Кто такой.
Родился 8 декабря 1855 года в Вологодской губернии, умер 1 октября 1935 года в Москве. Писатель, журналист. В августе 1865 года Гиляровский поступил в первый класс Вологодской гимназии и в первом же классе остался на второй год. В гимназии Владимир Алексеевич начал писать стихи и эпиграммы на учителей («пакости на наставников»). В июне 1871 года после неудачного экзамена Гиляровский без паспорта и денег сбежал из дома. В Ярославле поступил работать бурлаком. В 1873 году был направлен в Московское юнкерское училище, где проучился около месяца, после был отчислен в полк за нарушение дисциплины. Работал истопником в Ярославле, пожарным, на рыбных промыслах, в Царицыне нанялся табунщиком, в Ростове-на-Дону был наездником в цирке. В 1875 году начал работать актером в театре. С началом русско-турецкой войны снова пошел в армию вольноопределяющимся, служил на Кавказе, был награжден медалями и орденом святого Георгия IV степени.
В 1881 году Владимир Алексеевич поселился в Москве и работал в театре А. А. Бренко. Осенью 1881 года бросил театр и занялся литературой и журналистикой. В 1887 году Гиляровский подготовил для печати свою книгу «Трущобные люди». Книга была сожжена по цензурным соображениям.
Публикуемые здесь воспоминания Гиляровского относятся к 1894 году, когда Владимир Алексеевич работал в «Русских ведомостях» (тогдашний аналог нынешней «Новой газеты»). Для хохочущего казака в белой папахе и красной свитке на картине Репина «Запорожцы пишут письмо турецкому султану» позировал Гиляровский.

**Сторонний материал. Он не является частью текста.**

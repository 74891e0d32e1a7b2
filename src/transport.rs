// src/transport.rs
use std::time::Duration;

use log::debug;
use reqwest::header::{AUTHORIZATION, CONTENT_TYPE};
use reqwest::StatusCode;

use crate::error::TransportError;
use crate::shutdown::ShutdownToken;

#[derive(Debug, Clone, Copy, PartialEq, Eq)]
pub enum Method {
    Get,
    Post,
    Put,
    Delete,
}

/// Outcome of a request the server actually answered. `ok` is true only for
/// HTTP 200; any other status leaves the raw body for the caller to decode
/// as a structured error.
#[derive(Debug, Clone)]
pub struct Reply {
    pub ok: bool,
    pub body: String,
}

/// Issues JSON requests against a configured base address. No retries of its
/// own; bounded retry lives in `SidecarClient::connect` and nowhere else.
pub struct Transport {
    http: reqwest::Client,
    /// Separate client for the watch stream. The unary client's total-request
    /// timeout would sever a long-lived response body.
    stream_http: reqwest::Client,
    match_address: String,
    token: ShutdownToken,
}

impl Transport {
    pub fn new(
        match_address: &str,
        request_timeout: Duration,
        token: ShutdownToken,
    ) -> Result<Self, TransportError> {
        let http = reqwest::Client::builder()
            .timeout(request_timeout)
            .build()?;
        let stream_http = reqwest::Client::builder()
            .connect_timeout(request_timeout)
            .build()?;
        Ok(Self {
            http,
            stream_http,
            match_address: match_address.trim_end_matches('/').to_string(),
            token,
        })
    }

    /// Sends one request and collects the full response body. Aborts promptly
    /// with [`TransportError::Cancelled`] when teardown is signalled, even
    /// mid-flight.
    pub async fn send(
        &self,
        base: &str,
        path: &str,
        body: &str,
        auth: Option<&str>,
        method: Method,
    ) -> Result<Reply, TransportError> {
        if self.token.is_cancelled() {
            return Err(TransportError::Cancelled);
        }

        let url = format!("{}{}", base, path);
        let mut request = match method {
            Method::Get => self.http.get(&url),
            Method::Post => self.http.post(&url),
            Method::Put => self.http.put(&url),
            Method::Delete => self.http.delete(&url),
        };
        request = request
            .header(CONTENT_TYPE, "application/json")
            .body(body.to_owned());

        // Credentials only ever go to the matchmaking service, never to the
        // local sidecar.
        if base == self.match_address {
            if let Some(auth) = auth {
                request = request.header(AUTHORIZATION, auth.to_owned());
            }
        }

        let response = tokio::select! {
            result = request.send() => result?,
            _ = self.token.cancelled() => return Err(TransportError::Cancelled),
        };
        let ok = response.status() == StatusCode::OK;
        let body = tokio::select! {
            result = response.text() => result?,
            _ = self.token.cancelled() => return Err(TransportError::Cancelled),
        };

        if ok {
            debug!("request ok: {} {}", path, body);
        } else {
            debug!("request failed: {} {}", path, body);
        }
        Ok(Reply { ok, body })
    }

    /// Opens a long-lived GET whose body is read incrementally by the caller.
    pub(crate) async fn open_stream(
        &self,
        base: &str,
        path: &str,
    ) -> Result<reqwest::Response, TransportError> {
        if self.token.is_cancelled() {
            return Err(TransportError::Cancelled);
        }
        let url = format!("{}{}", base, path);
        let request = self
            .stream_http
            .get(&url)
            .header(CONTENT_TYPE, "application/json");
        let response = tokio::select! {
            result = request.send() => result?,
            _ = self.token.cancelled() => return Err(TransportError::Cancelled),
        };
        Ok(response)
    }

    pub(crate) fn token(&self) -> &ShutdownToken {
        &self.token
    }
}
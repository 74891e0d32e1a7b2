// src/error.rs
use std::fmt;

use crate::models::backfill::ServerError;

/// Sentinel substring the matchmaking service puts in its error message when
/// no backfill exists for the room.
const NOT_FOUND_SENTINEL: &str = "backfill not found";

/// A request that never produced an HTTP response. Distinct from a server
/// that answered with a non-200 status; callers such as `connect` depend on
/// telling the two apart.
#[derive(Debug)]
pub enum TransportError {
    /// The owning context was torn down before or during the call.
    Cancelled,
    Timeout(String),
    Network(String),
}

impl fmt::Display for TransportError {
    fn fmt(&self, f: &mut fmt::Formatter<'_>) -> fmt::Result {
        match self {
            Self::Cancelled => write!(f, "request cancelled by shutdown"),
            Self::Timeout(msg) => write!(f, "request timed out: {}", msg),
            Self::Network(msg) => write!(f, "network error: {}", msg),
        }
    }
}

impl std::error::Error for TransportError {}

impl From<reqwest::Error> for TransportError {
    fn from(err: reqwest::Error) -> Self {
        if err.is_timeout() {
            Self::Timeout(err.to_string())
        } else {
            Self::Network(err.to_string())
        }
    }
}

/// Domain-level failures of the backfill API. Returned as values, never
/// panicked; callers inspect these alongside the primary result.
#[derive(Debug)]
pub enum BackfillError {
    /// A required key is absent from the merged label/env mapping. Raised
    /// before any network call is made.
    MissingKey(&'static str),
    /// The sidecar had no game-server snapshot to report.
    NoGameServer,
    /// The game server has no public address yet, so a backfill cannot be
    /// started for it.
    NoAddress,
    /// The matchmaking service reports no backfill for this room. The watcher
    /// treats this as clean termination.
    NotFound,
    /// Structured error payload decoded from the matchmaking service.
    Server(ServerError),
    /// The service answered 200 but the body did not decode.
    Decode(String),
    /// The match-properties payload did not decode into a usable roster.
    InvalidProperties(String),
    Transport(TransportError),
}

impl BackfillError {
    pub fn is_not_found(&self) -> bool {
        matches!(self, Self::NotFound)
    }

    /// Maps a non-200 matchmaking response body to a domain error, spotting
    /// the not-found sentinel in the decoded message.
    pub(crate) fn from_server_payload(body: &str) -> Self {
        match serde_json::from_str::<ServerError>(body) {
            Ok(err) if err.message.contains(NOT_FOUND_SENTINEL) => Self::NotFound,
            Ok(err) => Self::Server(err),
            Err(_) => Self::Server(ServerError {
                message: body.to_string(),
                ..ServerError::default()
            }),
        }
    }
}

impl fmt::Display for BackfillError {
    fn fmt(&self, f: &mut fmt::Formatter<'_>) -> fmt::Result {
        match self {
            Self::MissingKey(key) => {
                write!(f, "missing matchmaking related label/env key: {}", key)
            }
            Self::NoGameServer => write!(f, "failed to get game server snapshot"),
            Self::NoAddress => write!(f, "game server has no address yet"),
            Self::NotFound => write!(f, "backfill not found"),
            Self::Server(err) => write!(f, "matchmaking service error: {}", err),
            Self::Decode(msg) => write!(f, "failed to decode backfill response: {}", msg),
            Self::InvalidProperties(msg) => {
                write!(f, "failed to convert match properties: {}", msg)
            }
            Self::Transport(err) => write!(f, "transport failure: {}", err),
        }
    }
}

impl std::error::Error for BackfillError {}

impl From<TransportError> for BackfillError {
    fn from(err: TransportError) -> Self {
        Self::Transport(err)
    }
}
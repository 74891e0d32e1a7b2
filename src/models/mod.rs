pub mod backfill;
pub mod gameserver;
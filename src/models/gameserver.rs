// src/models/gameserver.rs
use serde::{Deserialize, Serialize};
use std::collections::HashMap;

/// Lifecycle phase the orchestrator reports for the managed game server.
#[derive(Debug, Clone, Copy, Default, PartialEq, Eq, Serialize, Deserialize)]
pub enum GameServerState {
    Scheduled,
    RequestReady,
    Ready,
    Allocated,
    Reserved,
    Shutdown,
    Unhealthy,
    /// Any state this SDK version does not know about.
    #[default]
    #[serde(other)]
    Unknown,
}

#[derive(Debug, Clone, Default, PartialEq, Serialize, Deserialize)]
#[serde(default)]
pub struct ObjectMeta {
    pub name: String,
    pub namespace: String,
    pub uid: String,
    pub resource_version: String,
    pub generation: i64,
    pub creation_timestamp: i64,
    pub labels: HashMap<String, String>,
    pub annotations: HashMap<String, String>,
}

#[derive(Debug, Clone, Default, PartialEq, Serialize, Deserialize)]
#[serde(default)]
pub struct GameServerSpec {
    /// Environment variables injected into the game-server container.
    pub env: HashMap<String, String>,
}

#[derive(Debug, Clone, Default, PartialEq, Serialize, Deserialize)]
#[serde(default)]
pub struct GameServerPort {
    pub name: String,
    pub port: u16,
}

#[derive(Debug, Clone, Default, PartialEq, Serialize, Deserialize)]
#[serde(default)]
pub struct GameServerStatus {
    pub state: GameServerState,
    pub address: String,
    pub ports: Vec<GameServerPort>,
}

/// Immutable snapshot of the managed game server. Replaced wholesale on each
/// fetch or watch push; never patched in place.
#[derive(Debug, Clone, Default, PartialEq, Serialize, Deserialize)]
#[serde(default)]
pub struct GameServer {
    pub object_meta: ObjectMeta,
    pub spec: GameServerSpec,
    pub status: GameServerStatus,
}

impl GameServer {
    /// Labels and spec environment merged into one mapping. Env entries are
    /// layered after labels, so a key present in both resolves to the env
    /// value. Callers rely on this override order.
    pub fn label_envs(&self) -> HashMap<String, String> {
        let mut merged = self.object_meta.labels.clone();
        for (key, value) in &self.spec.env {
            merged.insert(key.clone(), value.clone());
        }
        merged
    }
}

Первая встреча с холерой была у меня при выходе из вагона в Ростове. Подхожу к двери в зал первого класса — и передо мной грохается огромный, толстый швейцар, которого я увидел еще издали, сходя с площадки вагона. Оказалось — случай молниеносной холеры. Во время моей поездки я видел еще два таких случая, а слышал о них часто...
Когда упавшего швейцара унесли, я сел за столик в буфете и заказал яиц всмятку.
Едва я доел последнее яйцо, как ко мне подошел сотник первого казачьего полка, спортсмен, мой старый знакомый и сотрудник «Журнала спорта».
— Владимир Алексеевич, где путь держите?
Истый казак, несмотря на столичную культуру, сказался в нем. Ведь ни один казак никогда не спросит, куда едете или идете, — это считается неприличным, допросом каким-то, а так, как-нибудь, стороной, подойдет к этому. Слово же «куда» прямо считается оскорблением.
«Куда идешь?» — спросит кто-нибудь, не знающий обычаев, у казака.
И в ответ получит ругань, а в лучшем случае скажут: «Закудыкал, на свою бы тебе голову!»
Если же встречаются друзья, которым друг от друга скрывать нечего, то разрешается полюбопытствовать: «Где идет (или едете)?»
В ответ на его вопрос я рассказываю ему цель своей поездки: осмотреть холеру в степи, по станицам и хуторам, а потом заехать в Новочеркасск и взять официальные данные о ходе эпидемии.
— Что же делать?
— Что делать? А вот сперва выпить хорошего вина, а потом оно и покажет, что делать. А дело-то простое. Сейчас едем ко мне на хутор: там у меня такой третьегодняшный самодав — пальчики оближешь! Да и старые вина есть первосортные, — отец сам давит... Вот уж выморозки так выморозки — ум проглотишь. Ни у Соколова, ни у Меркуловского ничего подобного!
...Я вернулся в Москву из поездки по холерным местам и сдал в «Русские ведомости» «Письмо с Дона», которое произвело впечатление на В. М. Соболевского и М. А. Саблина, прочитавших его при мне. Но еще более сильное впечатление произвели на меня после прочтения моего описания слова Василия Михайловича:
— Удивительно интересно написано, но нельзя печатать!
И он показал циркуляр, запрещающий писать о холере.